//! `reframe` binary: reframe stdin or a TCP stream and print frames.
//!
//! Frames are reassembled on a reader task and printed from the main task,
//! which acts as the consumer context.

mod cli;

use std::process::ExitCode;

use clap::Parser;
use reframe::{
    FramingConfig,
    StreamEngine,
    config::FramingMode,
    consumer_context,
    hex::HexDisplay,
    transport::{DEFAULT_READ_BUFFER, read_transport},
};
use tokio::net::TcpStream;
use tracing::error;

use crate::cli::{Cli, StrategyArg};

fn framing_config(cli: &Cli) -> FramingConfig {
    let mode = match cli.strategy {
        StrategyArg::None => FramingMode::None,
        StrategyArg::FixedLength => FramingMode::FixedLength,
        StrategyArg::MinimumLength => FramingMode::MinimumLength,
        StrategyArg::Delimiter => FramingMode::Delimiter,
    };
    let source = cli
        .connect
        .map_or_else(|| "stdin".to_owned(), |addr| addr.to_string());
    FramingConfig {
        mode,
        header: cli.header.clone(),
        length: cli.length,
        marker: cli.marker.clone(),
        diagnostics: cli.diagnostics,
        source: Some(source),
        max_buffer: cli.max_buffer,
    }
}

#[cfg(feature = "metrics")]
fn install_metrics(cli: &Cli) -> Result<(), Box<dyn std::error::Error>> {
    if let Some(addr) = cli.metrics_addr {
        metrics_exporter_prometheus::PrometheusBuilder::new()
            .with_http_listener(addr)
            .install()?;
    }
    Ok(())
}

#[cfg(not(feature = "metrics"))]
fn install_metrics(cli: &Cli) -> Result<(), Box<dyn std::error::Error>> {
    if cli.metrics_addr.is_some() {
        tracing::warn!("built without the `metrics` feature; --metrics-addr ignored");
    }
    Ok(())
}

#[tokio::main]
async fn main() -> ExitCode {
    // Applications embedding the library should install their own subscriber.
    tracing_subscriber::fmt::init();

    let cli = Cli::parse();
    if let Err(e) = install_metrics(&cli) {
        error!(error = %e, "failed to install metrics exporter");
        return ExitCode::FAILURE;
    }
    let config = match framing_config(&cli).into_engine_config() {
        Ok(config) => config,
        Err(e) => {
            error!(error = %e, "invalid framing configuration");
            return ExitCode::FAILURE;
        }
    };

    let (handle, pump) = consumer_context();
    let mut engine = StreamEngine::builder(config)
        .on_frame_deferred(handle, |frame| {
            println!("{}", HexDisplay(&frame));
            Ok(())
        })
        .build();

    let reader = tokio::spawn(async move {
        match cli.connect {
            Some(addr) => {
                let stream = TcpStream::connect(addr).await?;
                read_transport(stream, &mut engine, DEFAULT_READ_BUFFER).await
            }
            None => read_transport(tokio::io::stdin(), &mut engine, DEFAULT_READ_BUFFER).await,
        }
    });

    tokio::select! {
        () = pump.run() => {}
        _ = tokio::signal::ctrl_c() => return ExitCode::SUCCESS,
    }

    match reader.await {
        Ok(Ok(())) => ExitCode::SUCCESS,
        Ok(Err(e)) => {
            error!(error = %e, "stream failed");
            ExitCode::FAILURE
        }
        Err(e) => {
            error!(error = %e, "reader task failed");
            ExitCode::FAILURE
        }
    }
}
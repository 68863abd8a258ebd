//! Helpers for slicing test input the way a transport might deliver it.

/// Split `input` into chunks of at most `size` bytes.
///
/// # Panics
///
/// Panics if `size` is zero.
pub fn split_every(input: &[u8], size: usize) -> Vec<Vec<u8>> {
    assert!(size > 0, "chunk size must be non-zero");
    input.chunks(size).map(<[u8]>::to_vec).collect()
}

/// Split `input` into one-byte chunks.
pub fn one_byte_chunks(input: &[u8]) -> Vec<Vec<u8>> { split_every(input, 1) }

/// Split `input` at the given ascending offsets.
///
/// Offsets outside the input or out of order are ignored, and empty chunks
/// are never produced.
pub fn split_at_offsets(input: &[u8], offsets: &[usize]) -> Vec<Vec<u8>> {
    let mut chunks = Vec::new();
    let mut start = 0;
    for &offset in offsets {
        if offset > start && offset < input.len() {
            chunks.push(input[start..offset].to_vec());
            start = offset;
        }
    }
    if start < input.len() {
        chunks.push(input[start..].to_vec());
    }
    chunks
}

- [EXERCISE DETAILS]: Copy out every line from the records that has the word "zero".

- [RESPONSE BELOW]:
/// Panics if `size` is zero.
    assert!(size > 0, "chunk size must be non-zero");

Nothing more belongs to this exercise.